Однако не один он был за многое благодарен Ливии; Феликс тоже не стал исключением. Ведь Ливия часто составляла ему компанию в ночных прогулках. Именно она заставила его полюбить мрачный городок, можно сказать, сотворила настоящее чудо. «Venite adoremus»[97] гласила потрескавшаяся золотая табличка на часовне Серых Грешников, словно часовенка эта принимала и понимала чувства Феликса, его благоговейное обожание загадочной и эксцентричной девушки, ибо его любовь была безнадежна. Ливия покорно сидела с ним на скамейке в церковной тишине, прислушиваясь к ропоту воды, плещущей на непокорные лопасти колес. Не отнимая у него руки, она шептала: «Ты молись, если хочешь. У меня никогда не получалось». А он лишь еще сильнее напрягался от застенчивости, чувствуя, как щеки его заливает румянец, невидимый в темноте. Он готов был сколько угодно сидеть неподвижно, в одной позе, лишь бы чувствовать ее шершавую ручку в своей руке, это было блаженством. До чего же это было прекрасно, до чего романтично! И какой прелестной была в такие минуты Ливия. Она часто говорила о живописи, казалось, она все-все знает об Авиньоне, до тех пор вызывавшем у него лишь тоску, тоску узника. Что до цыганских замашек… что ж, это не мешало ей стать одной из лучших в Слейд-скул[98] в те годы, когда авторитет Огастуса Джона[99] еще не подвергался ни малейшему сомнению; каждая подающая надежды студентка мечтала стать вольной и независимой Кармен. Однажды ночью он совершенно случайно натолкнулся на нее в восточной части города, она шла в обнимку с молоденькой цыганкой; следом за ними, в качестве то ли защитников, то ли ухажеров плелись двое худых цыган, которые вели за собой мула. Обе были обтрепанными, как настоящие парии, и глаза их сияли нечестивым блеском — словно они только что совершили удачное ограбление. Ливия была в старых брюках и без туфель: еще одна причуда — ходить босой. В то лето она порезала ногу о консервную банку, и ранка воспалилась, пришлось ей на некоторое время угомониться и прекратить свои ночные вылазки. Заботливый уход Феликса она приняла как нечто само собой разумеющееся. По вечерам возле консульства часто видели цыганку, но при появлении Феликса та мигом исчезала.

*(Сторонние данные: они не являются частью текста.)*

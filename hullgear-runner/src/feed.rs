//! Bar feed loading.
//!
//! Reads OHLC bars from CSV and prepends the synthetic lead-in the
//! trend lines need to warm up before the first real bar.

use std::path::Path;

use chrono::{DateTime, TimeZone, Utc};
use serde::Deserialize;
use thiserror::Error;

use hullgear_core::domain::Bar;

#[derive(Debug, Error)]
pub enum FeedError {
    #[error("failed to read bar file: {0}")]
    Io(#[from] std::io::Error),

    #[error("failed to parse bar file: {0}")]
    Csv(#[from] csv::Error),

    #[error("row {row}: invalid timestamp {timestamp}")]
    BadTimestamp { row: usize, timestamp: i64 },

    #[error("row {row}: bar at {time} is not after the previous bar")]
    OutOfOrder { row: usize, time: DateTime<Utc> },

    #[error("row {row}: non-finite or inconsistent OHLC values")]
    BadValues { row: usize },

    #[error("feed has {len} bars, need at least {min}")]
    TooShort { len: usize, min: usize },
}

#[derive(Debug, Deserialize)]
struct BarRecord {
    time: i64,
    open: f64,
    high: f64,
    low: f64,
    close: f64,
}

/// Loads bars from a CSV file with a `time,open,high,low,close` header.
/// Timestamps are unix seconds and must be strictly increasing.
pub fn load_bars_csv(path: &Path) -> Result<Vec<Bar>, FeedError> {
    let mut reader = csv::Reader::from_path(path)?;
    let mut bars = Vec::new();

    for (i, record) in reader.deserialize().enumerate() {
        let record: BarRecord = record?;
        let row = i + 1;

        let time = Utc
            .timestamp_opt(record.time, 0)
            .single()
            .ok_or(FeedError::BadTimestamp {
                row,
                timestamp: record.time,
            })?;

        let bar = Bar {
            time,
            open: record.open,
            high: record.high,
            low: record.low,
            close: record.close,
        };
        if !bar.is_sane() {
            return Err(FeedError::BadValues { row });
        }
        if let Some(prev) = bars.last() {
            let prev: &Bar = prev;
            if bar.time <= prev.time {
                return Err(FeedError::OutOfOrder { row, time: bar.time });
            }
        }
        bars.push(bar);
    }

    Ok(bars)
}

/// Prepends `count` copies of the first bar, spaced at the feed's own
/// interval, so that indicator warmup burns through synthetic history
/// instead of real bars.
///
/// Needs at least two bars to infer the interval.
pub fn prepend_lead_in(bars: &[Bar], count: usize) -> Result<Vec<Bar>, FeedError> {
    if count == 0 {
        return Ok(bars.to_vec());
    }
    if bars.len() < 2 {
        return Err(FeedError::TooShort {
            len: bars.len(),
            min: 2,
        });
    }

    let interval = bars[1].time - bars[0].time;
    let first = bars[0];

    // step backwards one interval at a time; no count-sized multiply
    let mut lead = Vec::with_capacity(count);
    let mut time = first.time;
    for _ in 0..count {
        time = time - interval;
        let mut clone = first;
        clone.time = time;
        lead.push(clone);
    }
    lead.reverse();

    let mut out = lead;
    out.reserve(bars.len());
    out.extend_from_slice(bars);
    Ok(out)
}

#[cfg(test)]
mod tests {
    use super::*;
    use std::io::Write;

    fn bar(minute: i64, price: f64) -> Bar {
        Bar {
            time: Utc.timestamp_opt(1_662_714_600 + minute * 60, 0).unwrap(),
            open: price,
            high: price,
            low: price,
            close: price,
        }
    }

    fn write_csv(content: &str) -> tempfile::NamedTempFile {
        let mut file = tempfile::NamedTempFile::new().unwrap();
        file.write_all(content.as_bytes()).unwrap();
        file.flush().unwrap();
        file
    }

    #[test]
    fn loads_a_well_formed_file() {
        let file = write_csv(
            "time,open,high,low,close\n\
             1662714600,10.0,11.0,9.0,10.5\n\
             1662714660,10.5,12.0,10.0,11.5\n",
        );
        let bars = load_bars_csv(file.path()).unwrap();
        assert_eq!(bars.len(), 2);
        assert_eq!(bars[0].close, 10.5);
        assert_eq!(bars[1].time - bars[0].time, chrono::Duration::seconds(60));
    }

    #[test]
    fn rejects_out_of_order_timestamps() {
        let file = write_csv(
            "time,open,high,low,close\n\
             1662714660,10.0,10.0,10.0,10.0\n\
             1662714600,10.0,10.0,10.0,10.0\n",
        );
        assert!(matches!(
            load_bars_csv(file.path()),
            Err(FeedError::OutOfOrder { row: 2, .. })
        ));
    }

    #[test]
    fn rejects_inconsistent_ohlc() {
        // high below low
        let file = write_csv(
            "time,open,high,low,close\n\
             1662714600,10.0,9.0,11.0,10.0\n",
        );
        assert!(matches!(
            load_bars_csv(file.path()),
            Err(FeedError::BadValues { row: 1 })
        ));
    }

    #[test]
    fn lead_in_clones_the_first_bar_at_the_feed_interval() {
        let bars = vec![bar(0, 10.0), bar(1, 11.0), bar(2, 12.0)];
        let padded = prepend_lead_in(&bars, 24).unwrap();
        assert_eq!(padded.len(), 27);
        assert_eq!(padded[24..], bars[..]);

        for w in padded.windows(2) {
            assert_eq!(w[1].time - w[0].time, chrono::Duration::seconds(60));
        }
        for lead in &padded[..24] {
            assert_eq!(lead.close, 10.0);
        }
    }

    #[test]
    fn lead_in_spacing_holds_for_large_counts() {
        let bars = vec![bar(0, 10.0), bar(1, 11.0)];
        let count = 100_000;
        let padded = prepend_lead_in(&bars, count).unwrap();
        assert_eq!(padded.len(), count + 2);
        assert_eq!(
            padded[0].time,
            bars[0].time - chrono::Duration::seconds(60 * count as i64)
        );
        assert_eq!(
            padded[count - 1].time,
            bars[0].time - chrono::Duration::seconds(60)
        );
    }

    #[test]
    fn zero_lead_in_is_identity() {
        let bars = vec![bar(0, 10.0), bar(1, 11.0)];
        assert_eq!(prepend_lead_in(&bars, 0).unwrap(), bars);
    }

    #[test]
    fn lead_in_needs_two_bars() {
        let bars = vec![bar(0, 10.0)];
        assert!(matches!(
            prepend_lead_in(&bars, 24),
            Err(FeedError::TooShort { len: 1, min: 2 })
        ));
    }
}
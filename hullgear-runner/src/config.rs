//! Serializable run configuration.

use serde::{Deserialize, Serialize};
use thiserror::Error;

use hullgear_core::gear::{GearConfig, GearParams};
use hullgear_core::selector::{GearScript, SelectionMode};

/// Unique identifier for a run (content-addressable hash).
pub type RunId = String;

#[derive(Debug, Error)]
pub enum ConfigError {
    #[error("failed to read config file: {0}")]
    Io(#[from] std::io::Error),

    #[error("failed to parse config: {0}")]
    Toml(#[from] toml::de::Error),

    #[error("invalid config: {0}")]
    Invalid(String),
}

/// Candidate gear grid: the cartesian product of the h1 and h2 period
/// lists. The original sweep used `range(3, 40, 8)` on both axes,
/// which is the default here.
#[derive(Debug, Clone, Serialize, Deserialize, PartialEq, Eq)]
pub struct GearGrid {
    pub h1: Vec<usize>,
    pub h2: Vec<usize>,
}

impl Default for GearGrid {
    fn default() -> Self {
        Self {
            h1: vec![3, 11, 19, 27, 35],
            h2: vec![3, 11, 19, 27, 35],
        }
    }
}

impl GearGrid {
    /// Total number of candidate gears in this grid.
    pub fn size(&self) -> usize {
        self.h1.len() * self.h2.len()
    }

    /// All (h1, h2) pairs, h1-major, in a stable order — gear indices in
    /// scripts and search paths refer to this ordering.
    pub fn params(&self) -> Vec<GearParams> {
        let mut out = Vec::with_capacity(self.size());
        for &h1 in &self.h1 {
            for &h2 in &self.h2 {
                out.push(GearParams { h1, h2 });
            }
        }
        out
    }
}

/// Selection mode configuration (serializable enum).
#[derive(Debug, Clone, Serialize, Deserialize, PartialEq, Eq)]
#[serde(tag = "type", rename_all = "SCREAMING_SNAKE_CASE")]
pub enum ModeConfig {
    /// Per-period greedy what-if selection.
    Greedy,

    /// Replay a predetermined gear sequence, optionally falling back to
    /// a constant gear past its end.
    Scripted {
        sequence: Vec<usize>,
        #[serde(default)]
        fallback: Option<usize>,
    },
}

impl ModeConfig {
    pub fn to_selection_mode(&self) -> SelectionMode {
        match self {
            ModeConfig::Greedy => SelectionMode::Greedy,
            ModeConfig::Scripted { sequence, fallback } => match fallback {
                Some(gear) => {
                    SelectionMode::Scripted(GearScript::with_fallback(sequence.clone(), *gear))
                }
                None => SelectionMode::Scripted(GearScript::new(sequence.clone())),
            },
        }
    }
}

/// Complete configuration for a run.
///
/// Captures everything needed to reproduce a result: the period length,
/// the candidate grid, ledger constants, the feed lead-in, the selection
/// mode and the master seed. Two identical configs hash to the same
/// `RunId`.
#[derive(Debug, Clone, Serialize, Deserialize, PartialEq)]
pub struct RunConfig {
    /// Bars per selection period.
    #[serde(default = "default_period")]
    pub period: usize,

    /// Fixed position size.
    #[serde(default = "default_position_size")]
    pub position_size: i64,

    /// Stop-profit threshold for the display-line ratio.
    #[serde(default = "default_stop_profit")]
    pub stop_profit: f64,

    /// Period of every gear's slow (third) trend line.
    #[serde(default = "default_slow_period")]
    pub slow_period: usize,

    /// Synthetic lead-in bars prepended by the feed loader.
    #[serde(default = "default_lead_in")]
    pub lead_in: usize,

    /// Master seed for all shuffles (greedy order, frontier order).
    #[serde(default = "default_seed")]
    pub seed: u64,

    /// Truncate runs to the first N periods (mostly for diagnostics;
    /// the path search sets its own cutoffs).
    #[serde(default)]
    pub partial_run: Option<usize>,

    /// Candidate gear grid.
    #[serde(default)]
    pub grid: GearGrid,

    /// Selection mode.
    #[serde(default = "default_mode")]
    pub mode: ModeConfig,
}

fn default_period() -> usize {
    20
}
fn default_position_size() -> i64 {
    300
}
fn default_stop_profit() -> f64 {
    0.05
}
fn default_slow_period() -> usize {
    16
}
fn default_lead_in() -> usize {
    24
}
fn default_seed() -> u64 {
    42
}
fn default_mode() -> ModeConfig {
    ModeConfig::Greedy
}

impl Default for RunConfig {
    fn default() -> Self {
        Self {
            period: default_period(),
            position_size: default_position_size(),
            stop_profit: default_stop_profit(),
            slow_period: default_slow_period(),
            lead_in: default_lead_in(),
            seed: default_seed(),
            partial_run: None,
            grid: GearGrid::default(),
            mode: default_mode(),
        }
    }
}

impl RunConfig {
    pub fn from_toml(input: &str) -> Result<Self, ConfigError> {
        let config: RunConfig = toml::from_str(input)?;
        config.validate()?;
        Ok(config)
    }

    pub fn from_file(path: &std::path::Path) -> Result<Self, ConfigError> {
        let content = std::fs::read_to_string(path)?;
        Self::from_toml(&content)
    }

    pub fn validate(&self) -> Result<(), ConfigError> {
        if self.period == 0 {
            return Err(ConfigError::Invalid("period must be >= 1".into()));
        }
        if self.grid.h1.is_empty() || self.grid.h2.is_empty() {
            return Err(ConfigError::Invalid("gear grid must not be empty".into()));
        }
        if self.grid.h1.iter().chain(&self.grid.h2).any(|&h| h == 0) {
            return Err(ConfigError::Invalid("smoothing periods must be >= 1".into()));
        }
        if self.slow_period == 0 {
            return Err(ConfigError::Invalid("slow_period must be >= 1".into()));
        }
        if self.position_size <= 0 {
            return Err(ConfigError::Invalid("position_size must be > 0".into()));
        }
        if !(self.stop_profit > 0.0) {
            return Err(ConfigError::Invalid("stop_profit must be > 0".into()));
        }
        if self.partial_run == Some(0) {
            return Err(ConfigError::Invalid("partial_run must be >= 1".into()));
        }
        if let ModeConfig::Scripted { sequence, fallback } = &self.mode {
            let count = self.grid.size();
            for &gear in sequence.iter().chain(fallback.iter()) {
                if gear >= count {
                    return Err(ConfigError::Invalid(format!(
                        "scripted gear index {gear} out of range for a {count}-gear grid"
                    )));
                }
            }
        }
        Ok(())
    }

    /// Settings shared by every gear in this run.
    pub fn gear_config(&self) -> GearConfig {
        GearConfig {
            slow_period: self.slow_period,
            position_size: self.position_size,
            stop_profit: self.stop_profit,
        }
    }

    /// Computes a deterministic hash ID for this configuration.
    ///
    /// Enables artifact naming and result de-duplication: two runs with
    /// identical configs share the same RunId.
    pub fn run_id(&self) -> RunId {
        let json = serde_json::to_string(self).expect("RunConfig serialization failed");
        blake3::hash(json.as_bytes()).to_hex().to_string()
    }
}
//! Hullgear Core — engine, domain types, trend lines, gear selection.
//!
//! This crate contains the heart of the gear-shifting backtester:
//! - Domain types (bars, position ledgers)
//! - WMA/Hull-MA trend lines over typical price
//! - The kinematics stack (speed/accel/jerk/jounce finite differences)
//! - Per-gear trend simulation with the buy/sell state machine
//! - The period-wise gear selector (greedy what-if scoring or scripted
//!   replay) with its single committed ledger
//! - A BLAKE3-based seed hierarchy for reproducible shuffles

pub mod domain;
pub mod gear;
pub mod indicators;
pub mod kinematics;
pub mod rng;
pub mod selector;
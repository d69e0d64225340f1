//! Breadth-first gear path search.
//!
//! Enumerates gear assignments level by level: a path of length L fixes
//! the gear for the first L periods, and is scored by replaying it as a
//! scripted selector run cut off after those periods. Each level expands
//! every frontier path by every candidate gear and scores the children
//! in parallel; the rayon collect is the level barrier, so level L+1
//! never starts until all of level L is scored. Every third level the
//! frontier is pruned to the paths tied for the best prefix score.
//!
//! All shuffle order derives from the master seed, so a search is
//! reproducible regardless of thread count.

use rand::seq::SliceRandom;
use rayon::prelude::*;
use thiserror::Error;

use hullgear_core::domain::Bar;
use hullgear_core::gear::TrendTrace;
use hullgear_core::rng::SeedHierarchy;
use hullgear_core::selector::{GearScript, GearSelector, SelectorConfig, SelectorError};

/// Frontier prune cadence, in levels.
pub const PRUNE_INTERVAL: usize = 3;

#[derive(Debug, Error)]
pub enum SearchError {
    #[error("failed to score path {path:?}: {source}")]
    Scoring {
        path: Vec<usize>,
        source: SelectorError,
    },

    #[error("no path scored finite at level {level}")]
    NoViablePath { level: usize },
}

/// A gear path together with its prefix score.
#[derive(Debug, Clone, PartialEq)]
pub struct ScoredPath {
    pub score: f64,
    pub path: Vec<usize>,
}

/// Outcome of a completed search.
#[derive(Debug, Clone)]
pub struct SearchOutcome {
    /// Winning path, one gear index per period.
    pub best: ScoredPath,
    /// Levels expanded (equals the period count).
    pub levels: usize,
    /// Total paths scored across all levels.
    pub scored_paths: usize,
}

pub struct PathSearch<'a, T: TrendTrace> {
    bars: &'a [Bar],
    gears: &'a [T],
    period: usize,
    seeds: SeedHierarchy,
}

impl<'a, T: TrendTrace + Sync> PathSearch<'a, T> {
    pub fn new(
        bars: &'a [Bar],
        gears: &'a [T],
        period: usize,
        seed: u64,
    ) -> Result<Self, SelectorError> {
        // feed/gear/period validation is the selector's; run it once up front
        GearSelector::new(bars, gears, SelectorConfig::greedy(period, seed))?;
        Ok(Self {
            bars,
            gears,
            period,
            seeds: SeedHierarchy::new(seed),
        })
    }

    /// Number of periods a full path must cover.
    pub fn period_count(&self) -> usize {
        self.bars.len().div_ceil(self.period)
    }

    /// Scores one path as a scripted run over its first `path.len()`
    /// periods.
    pub fn score_path(&self, path: &[usize]) -> Result<f64, SearchError> {
        let config = SelectorConfig::scripted(self.period, GearScript::new(path.to_vec()))
            .with_partial_run(path.len());
        let run = GearSelector::new(self.bars, self.gears, config)
            .and_then(|selector| selector.run())
            .map_err(|source| SearchError::Scoring {
                path: path.to_vec(),
                source,
            })?;
        Ok(run.score())
    }

    /// Runs the search to the full period count and returns the winner.
    ///
    /// Ties on the final score resolve to the lexicographically smallest
    /// path, so the winner is independent of shuffle order.
    pub fn search(&self) -> Result<SearchOutcome, SearchError> {
        let levels = self.period_count();
        let mut scored_paths = 0usize;

        let mut frontier: Vec<ScoredPath> = Vec::new();
        for level in 1..=levels {
            let candidates: Vec<Vec<usize>> = if level == 1 {
                (0..self.gears.len()).map(|gear| vec![gear]).collect()
            } else {
                frontier
                    .iter()
                    .flat_map(|parent| {
                        (0..self.gears.len()).map(|gear| {
                            let mut path = parent.path.clone();
                            path.push(gear);
                            path
                        })
                    })
                    .collect()
            };

            scored_paths += candidates.len();
            let mut scored: Vec<ScoredPath> = candidates
                .into_par_iter()
                .map(|path| {
                    let score = self.score_path(&path)?;
                    Ok(ScoredPath { score, path })
                })
                .collect::<Result<Vec<_>, SearchError>>()?;

            scored.retain(|candidate| !candidate.score.is_nan());
            if scored.is_empty() {
                return Err(SearchError::NoViablePath { level });
            }

            let mut rng = self.seeds.rng_for("frontier-level", level as u64);
            scored.shuffle(&mut rng);

            if level % PRUNE_INTERVAL == 0 {
                prune_to_best(&mut scored);
            }
            frontier = scored;
        }

        let best = frontier
            .into_iter()
            .max_by(|a, b| {
                a.score
                    .partial_cmp(&b.score)
                    .expect("NaN scores were filtered")
                    // on equal scores prefer the smaller path
                    .then_with(|| b.path.cmp(&a.path))
            })
            .expect("frontier is never left empty");

        Ok(SearchOutcome {
            best,
            levels,
            scored_paths,
        })
    }
}

/// Keeps only the paths tied for the maximum score.
fn prune_to_best(frontier: &mut Vec<ScoredPath>) {
    let top = frontier
        .iter()
        .map(|candidate| candidate.score)
        .fold(f64::NEG_INFINITY, f64::max);
    frontier.retain(|candidate| candidate.score == top);
}
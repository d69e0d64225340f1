//! Criterion benchmarks for the hot paths.
//!
//! Benchmarks:
//! 1. Gear precompute (three HMA lines + full trace) over a long feed
//! 2. Greedy selector run over the same feed
//! 3. Scripted prefix scoring — the unit of work the path search
//!    dispatches thousands of times per level

use chrono::TimeZone;
use criterion::{black_box, criterion_group, criterion_main, Criterion};

use hullgear_core::domain::Bar;
use hullgear_core::gear::{Gear, GearConfig, GearParams};
use hullgear_core::selector::{GearScript, GearSelector, SelectorConfig};

fn make_bars(n: usize) -> Vec<Bar> {
    let base = chrono::Utc.with_ymd_and_hms(2022, 9, 9, 0, 0, 0).unwrap();
    (0..n)
        .map(|i| {
            let close = 100.0 + (i as f64 * 0.1).sin() * 10.0 + i as f64 * 0.01;
            Bar {
                time: base + chrono::Duration::seconds(i as i64 * 15),
                open: close - 0.3,
                high: close + 1.5,
                low: close - 1.5,
                close,
            }
        })
        .collect()
}

fn make_gears(bars: &[Bar]) -> Vec<Gear> {
    let config = GearConfig::default();
    let grid = [3usize, 11, 19, 27, 35];
    let mut gears = Vec::new();
    for &h1 in &grid {
        for &h2 in &grid {
            gears.push(Gear::new(GearParams { h1, h2 }, config, bars));
        }
    }
    gears
}

fn bench_gear_precompute(c: &mut Criterion) {
    let bars = make_bars(1000);
    c.bench_function("gear_precompute_1000_bars", |b| {
        b.iter(|| {
            Gear::new(
                black_box(GearParams { h1: 19, h2: 35 }),
                GearConfig::default(),
                &bars,
            )
        })
    });
}

fn bench_greedy_selection(c: &mut Criterion) {
    let bars = make_bars(1000);
    let gears = make_gears(&bars);
    c.bench_function("greedy_selector_1000_bars_25_gears", |b| {
        b.iter(|| {
            GearSelector::new(&bars, &gears, SelectorConfig::greedy(20, 42))
                .unwrap()
                .run()
                .unwrap()
                .score()
        })
    });
}

fn bench_prefix_scoring(c: &mut Criterion) {
    let bars = make_bars(1000);
    let gears = make_gears(&bars);
    let script = GearScript::with_fallback(vec![3, 7, 12, 0, 24], 0);
    c.bench_function("scripted_prefix_score", |b| {
        b.iter(|| {
            let config =
                SelectorConfig::scripted(20, script.clone()).with_partial_run(black_box(5));
            GearSelector::new(&bars, &gears, config)
                .unwrap()
                .run()
                .unwrap()
                .score()
        })
    });
}

criterion_group!(
    benches,
    bench_gear_precompute,
    bench_greedy_selection,
    bench_prefix_scoring
);
criterion_main!(benches);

Но Катрфажа Ливии приручить не удалось; они ненавидели друг друга и даже этого не скрывали. Спустя некоторое время они пришли к оригинальному компромиссу, маленькому клерку умелым шантажом удалось залучить ее в помощницы, использовав ее связи с цыганами, поскольку среди многочисленных проектов лорда Галена были и такие, где очень пригодились их вольные нравы.
Предыстория этого компромисса такова: цыгане, как известно, занимали квартал Ле Баланс, облюбовав ветхие и пользовавшиеся дурной славой дома. Катрфаж надоумил их разобрать каменные полы и начать раскопки, чтобы добраться до той части культурного слоя, который хранил предметы древних эпох, когда Авиньону и не снилось «пленение пап». Амфоры, могильники, оружие, домашняя утварь, мозаичные полы — поистине это были чуть ли не самые богатые археологические находки той поры. Все эти сокровища были упакованы в мешки и тайно перевезены в шато Галена на телеге, запряженной мулом. Поняв, что пикантные подробности ее «цыганских» похождений успели дойти до ушей Катрфажа, Ливия согласилась ему помогать, лишь бы он не рассказал кому-нибудь про ее сомнительные забавы; и в самом деле она спасла пару весьма ценных предметов, которые цыгане наверняка бы продали, естественно, они догадывались, что кому-то эти находки принесут хорошие денежки, куда больше, чем им платит Катрфаж.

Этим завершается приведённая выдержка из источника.